4.1. Utility Specific Characteristics

The electricity theft by a consumer essentially bears some risk of being detected and fined. The probability of detection or conviction is constructed by taking ratio of theft detection cases in each utility and total number of consumers in that utility. Theoretically, it is plausible to assume that annual cumulative number of detections indicate the higher probability of being detected ([PD.sub.i,t] thus raising the associated risk for electricity stealing. So electricity theft is expected to be negatively related with the probability of detection that leads to lowering of the electricity theft.

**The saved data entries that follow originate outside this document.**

//! Stop code types.

use std::fmt;

/// Error returned when parsing an invalid stop code.
#[derive(Debug, Clone, PartialEq, Eq, thiserror::Error)]
#[error("invalid stop code: {reason}")]
pub struct InvalidStopCode {
    reason: &'static str,
}

/// A valid Carris bus stop code.
///
/// Stop codes are 1 to 8 ASCII digits as printed on the physical stop
/// plate. This type guarantees that any `StopCode` value is valid by
/// construction.
///
/// # Examples
///
/// ```
/// use lxbus_server::domain::StopCode;
///
/// let stop = StopCode::parse("758").unwrap();
/// assert_eq!(stop.as_str(), "758");
///
/// // Empty input is rejected
/// assert!(StopCode::parse("").is_err());
///
/// // Non-digit input is rejected
/// assert!(StopCode::parse("75a").is_err());
/// ```
#[derive(Clone, PartialEq, Eq, Hash)]
pub struct StopCode(String);

/// Maximum number of digits in a stop code.
const MAX_LEN: usize = 8;

impl StopCode {
    /// Parse a stop code from a string.
    ///
    /// The input must be 1 to 8 ASCII digits (0-9).
    pub fn parse(s: &str) -> Result<Self, InvalidStopCode> {
        let bytes = s.as_bytes();

        if bytes.is_empty() {
            return Err(InvalidStopCode {
                reason: "must not be empty",
            });
        }

        if bytes.len() > MAX_LEN {
            return Err(InvalidStopCode {
                reason: "must be at most 8 digits",
            });
        }

        for &b in bytes {
            if !b.is_ascii_digit() {
                return Err(InvalidStopCode {
                    reason: "must be ASCII digits 0-9",
                });
            }
        }

        Ok(StopCode(s.to_string()))
    }

    /// Returns the stop code as a string slice.
    pub fn as_str(&self) -> &str {
        &self.0
    }
}

impl fmt::Debug for StopCode {
    fn fmt(&self, f: &mut fmt::Formatter<'_>) -> fmt::Result {
        write!(f, "StopCode({})", self.0)
    }
}

impl fmt::Display for StopCode {
    fn fmt(&self, f: &mut fmt::Formatter<'_>) -> fmt::Result {
        f.write_str(&self.0)
    }
}


#[cfg(test)]
mod proptests {
    use super::*;
    use proptest::prelude::*;

    /// Strategy for generating valid stop codes: 1-8 ASCII digits
    fn valid_stop_code_string() -> impl Strategy<Value = String> {
        proptest::string::string_regex("[0-9]{1,8}").unwrap()
    }

    proptest! {
        /// Roundtrip: parse then as_str returns the original
        #[test]
        fn roundtrip(s in valid_stop_code_string()) {
            let stop = StopCode::parse(&s).unwrap();
            prop_assert_eq!(stop.as_str(), s.as_str());
        }

        /// Any valid stop code can be parsed
        #[test]
        fn valid_always_parses(s in valid_stop_code_string()) {
            prop_assert!(StopCode::parse(&s).is_ok());
        }

        /// Over-long strings are always rejected
        #[test]
        fn too_long_rejected(s in "[0-9]{9,16}") {
            prop_assert!(StopCode::parse(&s).is_err());
        }

        /// Strings with letters are rejected
        #[test]
        fn letters_rejected(s in "[0-9a-z]{1,8}".prop_filter("has letter", |s| s.chars().any(|c| c.is_ascii_lowercase()))) {
            prop_assert!(StopCode::parse(&s).is_err());
        }
    }
}
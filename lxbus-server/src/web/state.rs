//! Application state for the web layer.

use std::sync::Arc;

use crate::correlate::Correlator;
use crate::registry::RequestRegistry;

/// Shared application state.
///
/// The registry is the single shared store; the correlator holds its
/// own handle to the same registry.
#[derive(Clone)]
pub struct AppState {
    /// Store of in-flight lookup requests
    pub registry: Arc<RequestRegistry>,

    /// Correlation pass for inbound provider mail
    pub correlator: Arc<Correlator>,
}

impl AppState {
    /// Create a new app state around a registry.
    pub fn new(registry: RequestRegistry) -> Self {
        let registry = Arc::new(registry);
        let correlator = Arc::new(Correlator::new(Arc::clone(&registry)));

        Self {
            registry,
            correlator,
        }
    }
}
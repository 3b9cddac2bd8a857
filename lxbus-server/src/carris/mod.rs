//! Carris provider adapter.
//!
//! Carris answers a stop lookup by email: the stop code is embedded in
//! the subject line and the arrivals are an HTML table in the body.
//! Key characteristics of the feed:
//! - delivery is at-least-once, so the same logical message may be
//!   seen more than once
//! - the body markup is not under our control; a reply may carry zero
//!   arrival rows ("no buses"), and individual cells are noisy
//! - the email's own timestamps are meaningless; only the provider's
//!   in-band arrival-time text is kept
//!
//! Everything here is pure text processing with no state.

mod error;
mod extract;
mod parse;

pub use error::{ExtractionError, ParseError};
pub use extract::extract_stop_code;
pub use parse::parse_arrivals;
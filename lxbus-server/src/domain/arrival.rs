//! Arrival entry records decoded from provider messages.

use chrono::{DateTime, Utc};

/// One bus arrival reported by the provider.
///
/// Entries are decoded from a provider email body and are immutable
/// once appended to a request. Each completed request owns its own
/// entries; they are never shared between requests.
#[derive(Debug, Clone, PartialEq, Eq)]
pub struct ArrivalEntry {
    /// Route identifier as printed by the provider (e.g. "728").
    pub bus_number: String,

    /// Free-text destination of the service.
    pub destination: String,

    /// Provider-reported minutes until arrival.
    ///
    /// `None` when the provider cell was missing or non-numeric; the
    /// feed is noisy and this field is best-effort.
    pub eta_minutes: Option<u32>,

    /// The provider's own arrival-time text, kept verbatim (this is
    /// the upstream estimate, not the email's timestamp).
    pub provider_timestamp: String,

    /// When this entry was decoded.
    pub last_modified: DateTime<Utc>,
}

#[cfg(test)]
mod tests {
    use super::*;

    #[test]
    fn entries_compare_by_value() {
        let now = Utc::now();
        let a = ArrivalEntry {
            bus_number: "728".to_string(),
            destination: "Restelo".to_string(),
            eta_minutes: Some(5),
            provider_timestamp: "17:05".to_string(),
            last_modified: now,
        };
        let b = a.clone();
        assert_eq!(a, b);
    }
}
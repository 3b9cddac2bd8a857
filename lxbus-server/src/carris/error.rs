//! Carris adapter error types.

use crate::domain::InvalidStopCode;

/// Errors extracting a stop code from a message subject.
///
/// Extraction failures are permanent: redelivery of the same message
/// would reproduce the same malformed subject, so callers log and
/// drop rather than retry.
#[derive(Debug, Clone, PartialEq, Eq, thiserror::Error)]
pub enum ExtractionError {
    /// The subject does not match the provider pattern at all.
    #[error("no stop code in subject: {subject:?}")]
    NoStopCode { subject: String },

    /// The matched digits do not form a valid stop code.
    #[error("unusable stop code in subject: {0}")]
    BadStopCode(#[from] InvalidStopCode),
}

/// Errors parsing arrival entries out of a message body.
///
/// A well-formed body with zero arrival rows is *not* an error; these
/// cover bodies that are not recognizable provider replies at all.
#[derive(Debug, Clone, PartialEq, Eq, thiserror::Error)]
pub enum ParseError {
    /// The body was empty or whitespace.
    #[error("empty message body")]
    EmptyBody,

    /// The body has no arrivals table.
    #[error("no arrivals table in message body")]
    MissingTable,
}
//! Registry error types.

use crate::domain::RequestId;

/// Errors from request store operations.
///
/// Both variants are normal operational conditions rather than faults:
/// clients poll stale or garbage handles (`NotFound`), and racing
/// correlation passes lose the completion race (`InvalidState`).
/// Neither corrupts registry state.
#[derive(Debug, Clone, PartialEq, Eq, thiserror::Error)]
pub enum RegistryError {
    /// The handle is unknown or has expired out of the store.
    #[error("no such request: {0}")]
    NotFound(RequestId),

    /// The request is no longer pending; the earlier completion stands.
    #[error("request {0} already completed")]
    InvalidState(RequestId),
}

The proposition that crime rate responds to corresponding benefits and risk, usually is called deterrence hypothesis. The econometric analysis of criminal behaviour generally applies arrest rates and sanctions imposed as measures of deterrence. People generally respond to the deterring incentives and that higher fines increase deterrence for all groups of individuals [Bar-Ilan and Sacerdote (2004)]. With similar intuition, the number of cases convicted of electricity theft and penalty imposed in the form of detection bills are electricity theft deterrent. Hence, we considered the probability of detection as measured by the amount of fine recovered ([FN.sub.i,t]).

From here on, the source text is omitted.